Um wieder die Medizin als Beispiel zu nennen: Bei typischen Untersuchungen reden wir von einem Datenrahmen von 3.000- bis 4.000-dimensionalen Datenpunkten – alleine Blutwerte haben unzählige Attribute, die innerhalb dieses Rahmens liegen können. Und dort kann ich mit maschinellem Lernen ansetzen und zum Beispiel herauszufinden, welche Personen mit welchen speziellen Merkmalen auf welche Medikamente besonders gut ansprechen – also mit Phänotypen arbeiten. Ich erspare mir, alles ausprobieren zu müssen.

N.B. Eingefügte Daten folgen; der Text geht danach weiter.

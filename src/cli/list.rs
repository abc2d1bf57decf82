//! List command implementation
//!
//! This module implements the `linescan list` command, which prints the
//! effective rules of a rule file (inherited rules included) in the order
//! they are tried, with each rule's compiled pattern.

use crate::cli::args::{ColorChoice, OutputFormat};
use crate::cli::common::{EXIT_ERROR, EXIT_SUCCESS, config_exit_code, load_rule_set};
use crate::error::ConfigError;
use crate::output::{HumanFormatter, JsonlFormatter};
use std::io::{self, Write};
use std::path::Path;
use termcolor::StandardStream;

/// Error type specific to list command
#[derive(Debug, thiserror::Error)]
enum ListError {
    #[error("{0}")]
    Config(#[from] ConfigError),

    #[error("I/O error: {0}")]
    Io(#[from] io::Error),
}

/// Run the list command
///
/// # Returns
///
/// Exit code:
/// - 0: Success
/// - 2: Error
/// - 3: Parse error (invalid TOML rule file)
pub fn run_list(rules: &Path, format: OutputFormat, color: ColorChoice) -> i32 {
    match run_list_inner(rules, format, color) {
        Ok(()) => EXIT_SUCCESS,
        Err(e) => {
            eprintln!("Error: {}", e);
            match e {
                ListError::Config(ref err) => config_exit_code(err),
                ListError::Io(_) => EXIT_ERROR,
            }
        }
    }
}

fn run_list_inner(rules: &Path, format: OutputFormat, color: ColorChoice) -> Result<(), ListError> {
    let rule_set = load_rule_set(rules)?;

    match format {
        OutputFormat::Human => {
            let mut stdout = StandardStream::stdout(color.into());
            HumanFormatter::new().write_rules(
                &mut stdout,
                rule_set.name(),
                rule_set.base_pattern(),
                rule_set.registry(),
            )?;
        }
        OutputFormat::Jsonl => {
            let output = JsonlFormatter::new().format_rules(
                rule_set.name(),
                rule_set.base_pattern(),
                rule_set.registry(),
            );
            io::stdout().lock().write_all(output.as_bytes())?;
        }
    }

    Ok(())
}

Das ist deshalb wichtig, weil viele unserer Untersuchungen visuell sind und man als Medizinerin oder Mediziner in der Ausbildung gar nicht so viele Krankheitsfälle sehen kann, wie nötig wären. Wenn wir nun aber die Daten weltweit vernetzen, dann hätte man auf viel mehr Krankheitsfälle Zugriff und könnte sie von einer maschinellen Intelligenz durchpflügen lassen. Das kann sich natürlich auch auf die Kosten auswirken.
Eine wichtige Frage ganz zum Schluss: Online findet man Sie sowohl unter dem Namen Dieter W. Fellner als auch unter Wolf-Dietrich Fellner. Also: Dieter oder Wolf-Dietrich?
Dieter W. Fellner: (lacht) Ich bin mit Dieter aufgewachsen, heiße aber laut meiner Geburtsurkunde Wolf Dietrich. Dieser Doppelname ist dann mit meinem Reisepass und meinen vielen dienstlichen Flugreisen wieder ins Spiel gekommen. Aber ich höre nach wie vor auf Dieter.